Translocal Lives

Refugee settlement, place-making and digital technologies in Rotterdam and Amsterdam

What are we studying?

The Translocal Lives Research Project aims to identify the various ways in which refugee migrants use technologies for creating a sense of place. It also delves into the opportunities and challenges afforded by digital responses to refugee settlement in the cities of Amsterdam and Rotterdam.

How do we conduct our research?

Refugees lose an important part of their identities after displacement. Yet, we don’t know how they are managing to cope with this loss and navigate new realities and expectations of life in their host country. This project explored the potential of participatory video to examine issues of belonging, identities, aspirations, sociabilities, and well-being. Specifically, we co-designed the Digital Place-makers program, a 7-week filmmaking course that involved 11 refugees from Syria, Iran, Turkey, Pakistan, and Eritrea in the production of audio-visual narratives (short films) about the challenges and opportunities identified by them during the process of place-making in the Netherlands. 
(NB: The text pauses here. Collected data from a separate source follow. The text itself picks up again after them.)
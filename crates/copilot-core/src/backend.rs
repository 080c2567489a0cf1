//! HTTP client for the Drive Copilot backend.

use std::fmt;

use async_trait::async_trait;
use reqwest::{Client, RequestBuilder};
use serde::de::DeserializeOwned;
use serde::{Deserialize, Serialize};
use tracing::{debug, info};
use url::Url;

use copilot_auth_bridge::CodeExchange;

pub const DEFAULT_BACKEND_URL: &str = "http://localhost:8000";

#[derive(Debug, thiserror::Error)]
pub enum BackendError {
    #[error("invalid backend URL: {0}")]
    InvalidUrl(String),
    #[error("backend request failed: {0}")]
    Transport(#[from] reqwest::Error),
    #[error("backend returned HTTP {status}: {detail}")]
    Status { status: u16, detail: String },
    #[error("malformed backend response: {0}")]
    Malformed(String),
}

/// `ingestion_status` is a flag on older backends and a document count on newer ones.
#[derive(Debug, Clone, PartialEq, Serialize, Deserialize)]
#[serde(untagged)]
pub enum IngestionProgress {
    Flag(bool),
    Count(f64),
}

impl fmt::Display for IngestionProgress {
    fn fmt(&self, f: &mut fmt::Formatter<'_>) -> fmt::Result {
        match self {
            IngestionProgress::Flag(true) => write!(f, "yes"),
            IngestionProgress::Flag(false) => write!(f, "no"),
            IngestionProgress::Count(n) => write!(f, "{}", n),
        }
    }
}

#[derive(Debug, Clone, PartialEq, Serialize, Deserialize)]
pub struct IngestionStatus {
    pub ingestion_status: IngestionProgress,
    #[serde(default)]
    pub files: Vec<String>,
}

#[derive(Debug, Clone, Serialize)]
pub struct SearchRequest<'a> {
    #[serde(skip_serializing_if = "Option::is_none")]
    pub document_name: Option<&'a str>,
    pub query: &'a str,
}

#[derive(Debug, Clone, Deserialize)]
pub struct SearchResponse {
    /// Answer text with inline `<cite>` markers.
    pub response: String,
}

#[derive(Debug, Clone, Deserialize)]
pub struct IngestResponse {
    pub message: String,
}

#[derive(Debug, Clone, PartialEq, Eq, Serialize, Deserialize)]
#[serde(untagged)]
pub enum UserId {
    Number(i64),
    Text(String),
}

impl fmt::Display for UserId {
    fn fmt(&self, f: &mut fmt::Formatter<'_>) -> fmt::Result {
        match self {
            UserId::Number(n) => write!(f, "{}", n),
            UserId::Text(s) => f.write_str(s),
        }
    }
}

#[derive(Debug, Clone, Deserialize)]
pub struct LoginResponse {
    pub user_id: UserId,
}

#[derive(Debug, Clone)]
pub struct BackendClient {
    base_url: Url,
    http_client: Client,
}

impl BackendClient {
    pub fn new(base_url: &str) -> Result<Self, BackendError> {
        let mut base_url =
            Url::parse(base_url).map_err(|e| BackendError::InvalidUrl(format!("{}: {}", base_url, e)))?;
        if base_url.cannot_be_a_base() {
            return Err(BackendError::InvalidUrl(base_url.to_string()));
        }
        if !base_url.path().ends_with('/') {
            let path = format!("{}/", base_url.path());
            base_url.set_path(&path);
        }
        Ok(Self {
            base_url,
            http_client: Client::new(),
        })
    }

    pub fn base_url(&self) -> &Url {
        &self.base_url
    }

    fn endpoint(&self, path: &str) -> Result<Url, BackendError> {
        self.base_url
            .join(path)
            .map_err(|e| BackendError::InvalidUrl(format!("{}: {}", path, e)))
    }

    async fn send_json<T: DeserializeOwned>(&self, request: RequestBuilder) -> Result<T, BackendError> {
        let response = request.send().await?;
        let status = response.status();
        let body = response.text().await?;

        if !status.is_success() {
            return Err(BackendError::Status {
                status: status.as_u16(),
                detail: error_detail(&body),
            });
        }

        serde_json::from_str(&body).map_err(|e| BackendError::Malformed(e.to_string()))
    }

    /// Liveness probe (`GET /hello`).
    pub async fn hello(&self) -> Result<String, BackendError> {
        let url = self.endpoint("hello")?;
        self.send_json(self.http_client.get(url)).await
    }

    /// Hand an authorization code to the backend (`POST /auth`).
    pub async fn exchange_auth_code(&self, code: &str) -> Result<serde_json::Value, BackendError> {
        let url = self.endpoint("auth")?;
        debug!("posting authorization code to {}", url);
        self.send_json(
            self.http_client
                .post(url)
                .json(&serde_json::json!({ "code": code })),
        )
        .await
    }

    pub async fn ingestion_status(&self) -> Result<IngestionStatus, BackendError> {
        let url = self.endpoint("ingestion_status")?;
        self.send_json(self.http_client.get(url)).await
    }

    pub async fn search(
        &self,
        query: &str,
        document_name: Option<&str>,
    ) -> Result<SearchResponse, BackendError> {
        let url = self.endpoint("search")?;
        let body = SearchRequest {
            document_name: document_name.filter(|name| !name.is_empty()),
            query,
        };
        info!("searching (document: {:?})", body.document_name);
        self.send_json(self.http_client.post(url).json(&body)).await
    }

    pub async fn ingest_data(&self) -> Result<IngestResponse, BackendError> {
        let url = self.endpoint("ingest_data")?;
        self.send_json(self.http_client.get(url)).await
    }

    pub async fn login(&self, username: &str, password: &str) -> Result<LoginResponse, BackendError> {
        let url = self.endpoint("login")?;
        self.send_json(self.http_client.post(url).json(&serde_json::json!({
            "username": username,
            "password": password,
        })))
        .await
    }
}

#[async_trait]
impl CodeExchange for BackendClient {
    async fn exchange_code(&self, code: &str) -> anyhow::Result<serde_json::Value> {
        Ok(self.exchange_auth_code(code).await?)
    }
}

/// Best-effort message from an error body: FastAPI's `detail`, else the raw text.
fn error_detail(body: &str) -> String {
    let detail = serde_json::from_str::<serde_json::Value>(body)
        .ok()
        .and_then(|value| match value.get("detail") {
            Some(serde_json::Value::String(s)) => Some(s.clone()),
            Some(other) => Some(other.to_string()),
            None => None,
        });
    match detail {
        Some(detail) => detail,
        None if body.trim().is_empty() => "no detail".to_string(),
        None => body.trim().to_string(),
    }
}
use std::path::PathBuf;

use anyhow::Result;

/// On-disk locations shared by the CLI and the bridge daemon.
#[derive(Debug, Clone)]
pub struct CopilotPaths {
    pub base_dir: PathBuf,
    pub config_path: PathBuf,
    pub session_path: PathBuf,
    pub bridge_socket_path: PathBuf, // bridge.sock - token requests to the daemon
}

impl CopilotPaths {
    pub fn from_env() -> Self {
        if let Some(dir) = std::env::var_os("COPILOT_DATA_DIR") {
            return Self::from_base(PathBuf::from(dir));
        }
        if let Some(dirs) = directories::ProjectDirs::from("ai", "drive-copilot", "copilot") {
            return Self::from_base(dirs.data_dir().to_path_buf());
        }
        Self::from_base(PathBuf::from(".copilot"))
    }

    pub fn from_base(base_dir: PathBuf) -> Self {
        let config_path = base_dir.join("copilot.toml");
        let session_path = base_dir.join("session.json");
        let bridge_socket_path = base_dir.join("bridge.sock");
        Self {
            base_dir,
            config_path,
            session_path,
            bridge_socket_path,
        }
    }

    pub fn ensure_dirs(&self) -> Result<()> {
        std::fs::create_dir_all(&self.base_dir)?;
        Ok(())
    }
}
How does our research make an impact? 

The findings from the project informed the co-creation of 11 films with the participants, a digital handbook as a field guide to Participatory Video workshops, as well as two scientific articles (under review) providing new theoretical, methodological and empirical insights as well as policy recommendations regarding technology access, use and provision for refugees across Dutch cities.

Project outputs 

During the project, 11 films were co-produced with the participants of the Digital Place-makers program: a filmmaking course that rely on Participatory Video as the main methodology to train participants in basic editing and story-telling. Throughout the films, participants explore the topic of place-making and belonging in the Dutch society (see the posters below).

The films and documentary are also available to watch online through the website of the project. As an outcome of the Digital Place-makers program, we designed a field guide on Participatory Video methodologies with practical activities for anyone wishing to conduct similar projects in the context of digital technologies. More information about the films, the field guide and two papers (under review) can be found in the document below. 

  • Dr. Amanda Alencar (project lead)

    is a digital migration scholar specialized in the study of media and social media in Europe and Latin America, with a focus on how communication technologies are shaping mobility and sociocultural integration processes of (forced) migrants.

  • Camila Sarria Sanz (project researcher)

    is a communication designer from Bogota, Colombia, and holds a master's degree in Media, Culture, and Society from Erasmus University Rotterdam, The Netherlands. She is passionate about the intersection between education, social entrepreneurship, forced migration, and communication technologies. 

  • Emma Verhoeven (media artist)

    is a designer and media artist based in Rotterdam. She makes playful installations, videos and digital illustrations, which often pose questions about consumerism, identity, and technology. 

  • Jaber Mawazini (research advisor and assistant)

    received a Master of Arts, Cultural Sociology from Erasmus University Rotterdam. His master thesis focused on two pillars: first, it addressed social inequalities on the basis of class and race-ethnicity in (cultural) consumption. Second, it interpreted the cultural practices of Syrian refugees through analyzing their food habits and music in the Netherlands.